AIM OF THE TASK: For each line below that contains the word "MOVEMENTS", make a copy.

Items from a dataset
//! Reqwest-backed adapter for a Supabase project.
//!
//! Transport only: URL building, headers, status mapping and JSON decoding.
//! Auth goes to `/auth/v1/*`, tables and views to `/rest/v1/<name>`.

use async_trait::async_trait;
use chrono::Utc;
use reqwest::header::{ACCEPT, AUTHORIZATION};
use reqwest::{Client, RequestBuilder, Response, StatusCode, Url};
use serde::de::DeserializeOwned;
use serde_json::json;

use oilstock_auth::{AccessToken, AuthUser, EmailAddress, RefreshToken, Role, Session};
use oilstock_core::{ProductId, UserId};
use oilstock_inventory::{NewMovement, ProductKey, StockRow, Warehouse, WarehouseFilter};

use super::{AuthGateway, BackendError, InventoryStore, maybe_single, parse_role};
use crate::config::SupabaseConfig;

mod dto;

use dto::{ErrorBodyDto, IdRowDto, RoleRowDto, SessionDto};

const APP_USERS: &str = "app_users";
const WAREHOUSES: &str = "warehouses";
const STOCK_VIEW: &str = "v_stock_detailed";
const PRODUCTS: &str = "products";
const MOVEMENTS: &str = "inventory_movements";

/// Adapter implementing both backend ports over HTTP.
#[derive(Clone)]
pub struct SupabaseBackend {
    client: Client,
    base: Url,
    anon_key: String,
}

impl SupabaseBackend {
    /// Build an adapter using a reqwest client with the configured timeout.
    ///
    /// # Errors
    ///
    /// Returns an error when the reqwest client cannot be constructed.
    pub fn new(config: &SupabaseConfig) -> Result<Self, reqwest::Error> {
        let client = Client::builder().timeout(config.timeout).build()?;
        Ok(Self {
            client,
            base: config.url.clone(),
            anon_key: config.anon_key.clone(),
        })
    }

    fn endpoint(&self, path: &str) -> Result<Url, BackendError> {
        self.base
            .join(path)
            .map_err(|e| BackendError::Transport(format!("invalid endpoint '{path}': {e}")))
    }

    /// Attach `apikey` plus a bearer: the user's token, or the anon key.
    fn authed(&self, builder: RequestBuilder, token: Option<&AccessToken>) -> RequestBuilder {
        let bearer = token.map_or(self.anon_key.as_str(), AccessToken::expose);
        builder
            .header("apikey", self.anon_key.as_str())
            .header(AUTHORIZATION, format!("Bearer {bearer}"))
    }

    fn auth_post(&self, path: &str, token: Option<&AccessToken>) -> Result<RequestBuilder, BackendError> {
        let url = self.endpoint(&format!("auth/v1/{path}"))?;
        Ok(self.authed(self.client.post(url), token))
    }

    fn rest_get(
        &self,
        table: &str,
        token: &AccessToken,
        query: &[(&str, String)],
    ) -> Result<RequestBuilder, BackendError> {
        let url = self.endpoint(&format!("rest/v1/{table}"))?;
        Ok(self
            .authed(self.client.get(url), Some(token))
            .header(ACCEPT, "application/json")
            .query(query))
    }

    async fn fetch_rows<T: DeserializeOwned>(
        &self,
        table: &'static str,
        token: &AccessToken,
        query: &[(&str, String)],
    ) -> Result<Vec<T>, BackendError> {
        let response = send(self.rest_get(table, token, query)?).await?;
        tracing::debug!(table, "select");
        decode(response).await
    }
}

impl core::fmt::Debug for SupabaseBackend {
    fn fmt(&self, f: &mut core::fmt::Formatter<'_>) -> core::fmt::Result {
        f.debug_struct("SupabaseBackend")
            .field("base", &self.base.as_str())
            .finish_non_exhaustive()
    }
}

#[async_trait]
impl AuthGateway for SupabaseBackend {
    async fn send_sign_in_link(&self, email: &EmailAddress, redirect_to: &str) -> Result<(), BackendError> {
        let request = self
            .auth_post("otp", None)?
            .query(&[("redirect_to", redirect_to)])
            .json(&json!({ "email": email.as_str(), "create_user": true }));
        send(request).await?;
        tracing::info!("sign-in link requested");
        Ok(())
    }

    async fn verify_sign_in_link(&self, token_hash: &str, link_type: &str) -> Result<Session, BackendError> {
        let request = self
            .auth_post("verify", None)?
            .json(&json!({ "token_hash": token_hash, "type": link_type }));
        let dto: SessionDto = decode(send(request).await?).await?;
        Ok(dto.into_session(Utc::now()))
    }

    async fn current_user(&self, token: &AccessToken) -> Result<AuthUser, BackendError> {
        let url = self.endpoint("auth/v1/user")?;
        let request = self.authed(self.client.get(url), Some(token));
        decode(send(request).await?).await
    }

    async fn refresh_session(&self, refresh_token: &RefreshToken) -> Result<Session, BackendError> {
        let request = self
            .auth_post("token", None)?
            .query(&[("grant_type", "refresh_token")])
            .json(&json!({ "refresh_token": refresh_token.expose() }));
        let dto: SessionDto = decode(send(request).await?).await?;
        tracing::debug!("session refreshed");
        Ok(dto.into_session(Utc::now()))
    }

    async fn sign_out(&self, token: &AccessToken) -> Result<(), BackendError> {
        send(self.auth_post("logout", Some(token))?).await?;
        Ok(())
    }
}

#[async_trait]
impl InventoryStore for SupabaseBackend {
    async fn role_of(&self, token: &AccessToken, user_id: UserId) -> Result<Option<Role>, BackendError> {
        let rows: Vec<RoleRowDto> = self
            .fetch_rows(
                APP_USERS,
                token,
                &[("select", "role".to_string()), ("user_id", format!("eq.{user_id}"))],
            )
            .await?;
        let row = maybe_single(rows, APP_USERS)?;
        Ok(parse_role(row.as_ref().and_then(|r| r.role.as_deref())))
    }

    async fn warehouses(&self, token: &AccessToken) -> Result<Vec<Warehouse>, BackendError> {
        self.fetch_rows(
            WAREHOUSES,
            token,
            &[("select", "id,name".to_string()), ("order", "name.asc".to_string())],
        )
        .await
    }

    async fn stock(&self, token: &AccessToken, filter: &WarehouseFilter) -> Result<Vec<StockRow>, BackendError> {
        let mut query = vec![("select", "*".to_string())];
        if let Some(name) = filter.name() {
            query.push(("warehouse", format!("eq.{name}")));
        }
        self.fetch_rows(STOCK_VIEW, token, &query).await
    }

    async fn find_product(&self, token: &AccessToken, key: &ProductKey) -> Result<Option<ProductId>, BackendError> {
        let rows: Vec<IdRowDto> = self
            .fetch_rows(
                PRODUCTS,
                token,
                &[
                    ("select", "id".to_string()),
                    ("year", format!("eq.{}", key.year)),
                    ("lot", format!("eq.{}", key.lot)),
                    ("size", format!("eq.{}", key.size)),
                ],
            )
            .await?;
        Ok(maybe_single(rows, PRODUCTS)?.map(|row| row.id))
    }

    async fn record_movement(&self, token: &AccessToken, movement: &NewMovement) -> Result<(), BackendError> {
        let url = self.endpoint(&format!("rest/v1/{MOVEMENTS}"))?;
        let request = self
            .authed(self.client.post(url), Some(token))
            .header("Prefer", "return=minimal")
            .json(movement);
        send(request).await?;
        tracing::info!(
            movement = %movement.movement,
            quantity_ml = movement.quantity_ml,
            warehouse_id = %movement.warehouse_id,
            product_id = %movement.product_id,
            "movement recorded"
        );
        Ok(())
    }
}

async fn send(request: RequestBuilder) -> Result<Response, BackendError> {
    let response = request.send().await.map_err(map_transport_error)?;
    let status = response.status();
    if status.is_success() {
        return Ok(response);
    }

    let body = response.bytes().await.unwrap_or_default();
    Err(map_status_error(status, body.as_ref()))
}

async fn decode<T: DeserializeOwned>(response: Response) -> Result<T, BackendError> {
    let body = response.bytes().await.map_err(map_transport_error)?;
    serde_json::from_slice(&body).map_err(|e| BackendError::Decode(e.to_string()))
}

fn map_transport_error(error: reqwest::Error) -> BackendError {
    if error.is_timeout() {
        BackendError::Transport("request timed out".to_string())
    } else {
        BackendError::Transport(error.to_string())
    }
}

fn map_status_error(status: StatusCode, body: &[u8]) -> BackendError {
    let message = serde_json::from_slice::<ErrorBodyDto>(body)
        .ok()
        .and_then(ErrorBodyDto::best_message)
        .unwrap_or_else(|| status.canonical_reason().unwrap_or("request failed").to_string());

    tracing::warn!(status = status.as_u16(), %message, "backend call failed");

    match status {
        StatusCode::UNAUTHORIZED => BackendError::Unauthorized,
        StatusCode::FORBIDDEN => BackendError::Forbidden(message),
        other => BackendError::rejected(other.as_u16(), message),
    }
}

SOLUTION TO THIS PROBLEM:
const MOVEMENTS: &str = "inventory_movements";
        let url = self.endpoint(&format!("rest/v1/{MOVEMENTS}"))?;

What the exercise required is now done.